Work to be completed:
Reproduce exactly, from the data that follows, the line with "for command results", the line with "pub const APP_NAME: &str", and every line that lies between them.

══ Raw data ══

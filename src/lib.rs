//
//  upcloud-api
//  lib.rs
//
//  Created by Ngonidzashe Mangudya on 2026/10/19.
//  Copyright (c) 2026 IAMNGONI. All rights reserved.
//

//! # UpCloud API Library
//!
//! A typed client for the UpCloud infrastructure control plane.
//!
//! ## Overview
//!
//! This library provides the core functionality for the `upctl` CLI tool:
//! an authenticated JSON-over-HTTPS client, typed request values for every
//! supported operation, long-poll wait loops, and direct upload of storage
//! import data.
//!
//! ## Module Structure
//!
//! - [`api`]: Transport, dispatcher, error decoding, wait loops, direct upload and resource types
//! - [`service`]: One method per API operation on top of [`api::Client`]
//! - [`config`]: Configuration file and environment handling
//! - [`cli`]: Command-line interface definitions using clap
//! - [`output`]: Table and JSON rendering for command results
//!
//! ## Example Usage
//!
//! ```rust,no_run
//! use std::time::Duration;
//! use tokio_util::sync::CancellationToken;
//! use upcloud_api::api::server::{ServerState, StopServerRequest, WaitForServerStateRequest};
//! use upcloud_api::{Config, Service};
//!
//! # async fn example() -> anyhow::Result<()> {
//! let service = Service::from_config(&Config::load()?)?;
//! let ctx = CancellationToken::new();
//!
//! service
//!     .stop_server(&ctx, &StopServerRequest {
//!         uuid: "00af".to_string(),
//!         timeout: Some(Duration::from_secs(60)),
//!         ..Default::default()
//!     })
//!     .await?;
//! service
//!     .wait_for_server_state(&ctx, &WaitForServerStateRequest {
//!         uuid: "00af".to_string(),
//!         desired_state: Some(ServerState::Stopped),
//!         undesired_state: None,
//!         timeout: Duration::from_secs(120),
//!     })
//!     .await?;
//! # Ok(())
//! # }
//! ```

/// Command-line interface definitions.
///
/// Contains the `upctl` commands and arguments defined using the clap derive API.
pub mod cli;

/// UpCloud API client layer.
///
/// Handles authentication, request building, error decoding, cancellation,
/// polling and direct uploads.
pub mod api;

/// Configuration file management.
///
/// Manages credentials and client settings stored in platform-specific locations:
/// - Linux: `~/.config/upctl/config.toml`
/// - macOS: `~/Library/Application Support/com.upcloud.upctl/config.toml`
pub mod config;

/// Operation-level facade over the API client.
pub mod service;

/// Output formatting.
///
/// Renders results as tables or JSON.
pub mod output;

/// Re-export of the main CLI struct.
pub use cli::Cli;

/// Re-export of the configuration struct.
pub use config::Config;

/// Re-export of the service facade.
pub use service::Service;

/// Re-export of the unified error type and result alias.
pub use api::common::{Error, Result};

/// Application name constant.
///
/// The name of the CLI binary, used for display purposes.
pub const APP_NAME: &str = "upctl";

/// Application version constant.
///
/// Derived from Cargo.toml at compile time. Also sent in the `User-Agent`
/// header as `upcloud-api/<VERSION>`.
///
/// # Example
///
/// ```rust
/// use upcloud_api::VERSION;
///
/// println!("upctl version {}", VERSION);
/// ```
pub const VERSION: &str = env!("CARGO_PKG_VERSION");

/// Exit codes for the CLI.
///
/// # Exit Code Ranges
///
/// - `0`: Success
/// - `1-3`: General errors and usage issues
/// - `4-7`: Authentication-related issues
/// - `8-15`: Resource-related issues
/// - `16-31`: Operation-related issues
///
/// # Example
///
/// ```rust,no_run
/// use upcloud_api::exit_codes;
/// use std::process;
///
/// process::exit(exit_codes::AUTH_ERROR);
/// ```
pub mod exit_codes {
    /// Successful execution.
    pub const SUCCESS: i32 = 0;

    /// General error.
    ///
    /// An unspecified error occurred during execution.
    /// Check stderr for details.
    pub const ERROR: i32 = 1;

    /// Invalid usage or arguments.
    pub const USAGE: i32 = 2;

    /// Authentication failed.
    ///
    /// The API answered `401 Unauthorized`, or no credentials were configured.
    pub const AUTH_ERROR: i32 = 4;

    /// Resource not found.
    ///
    /// The API answered `404 Not Found`.
    pub const NOT_FOUND: i32 = 8;

    /// Operation cancelled by user, typically with Ctrl+C.
    pub const CANCELLED: i32 = 16;

    /// A wait loop or request exceeded its timeout.
    pub const TIMEOUT: i32 = 17;
}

═══

Solution to the exercise:
//! - [`output`]: Table and JSON rendering for command results
//!
//! ## Example Usage
//!
//! ```rust,no_run
//! use std::time::Duration;
//! use tokio_util::sync::CancellationToken;
//! use upcloud_api::api::server::{ServerState, StopServerRequest, WaitForServerStateRequest};
//! use upcloud_api::{Config, Service};
//!
//! # async fn example() -> anyhow::Result<()> {
//! let service = Service::from_config(&Config::load()?)?;
//! let ctx = CancellationToken::new();
//!
//! service
//!     .stop_server(&ctx, &StopServerRequest {
//!         uuid: "00af".to_string(),
//!         timeout: Some(Duration::from_secs(60)),
//!         ..Default::default()
//!     })
//!     .await?;
//! service
//!     .wait_for_server_state(&ctx, &WaitForServerStateRequest {
//!         uuid: "00af".to_string(),
//!         desired_state: Some(ServerState::Stopped),
//!         undesired_state: None,
//!         timeout: Duration::from_secs(120),
//!     })
//!     .await?;
//! # Ok(())
//! # }
//! ```

/// Command-line interface definitions.
///
/// Contains the `upctl` commands and arguments defined using the clap derive API.
pub mod cli;

/// UpCloud API client layer.
///
/// Handles authentication, request building, error decoding, cancellation,
/// polling and direct uploads.
pub mod api;

/// Configuration file management.
///
/// Manages credentials and client settings stored in platform-specific locations:
/// - Linux: `~/.config/upctl/config.toml`
/// - macOS: `~/Library/Application Support/com.upcloud.upctl/config.toml`
pub mod config;

/// Operation-level facade over the API client.
pub mod service;

/// Output formatting.
///
/// Renders results as tables or JSON.
pub mod output;

/// Re-export of the main CLI struct.
pub use cli::Cli;

/// Re-export of the configuration struct.
pub use config::Config;

/// Re-export of the service facade.
pub use service::Service;

/// Re-export of the unified error type and result alias.
pub use api::common::{Error, Result};

/// Application name constant.
///
/// The name of the CLI binary, used for display purposes.
pub const APP_NAME: &str = "upctl";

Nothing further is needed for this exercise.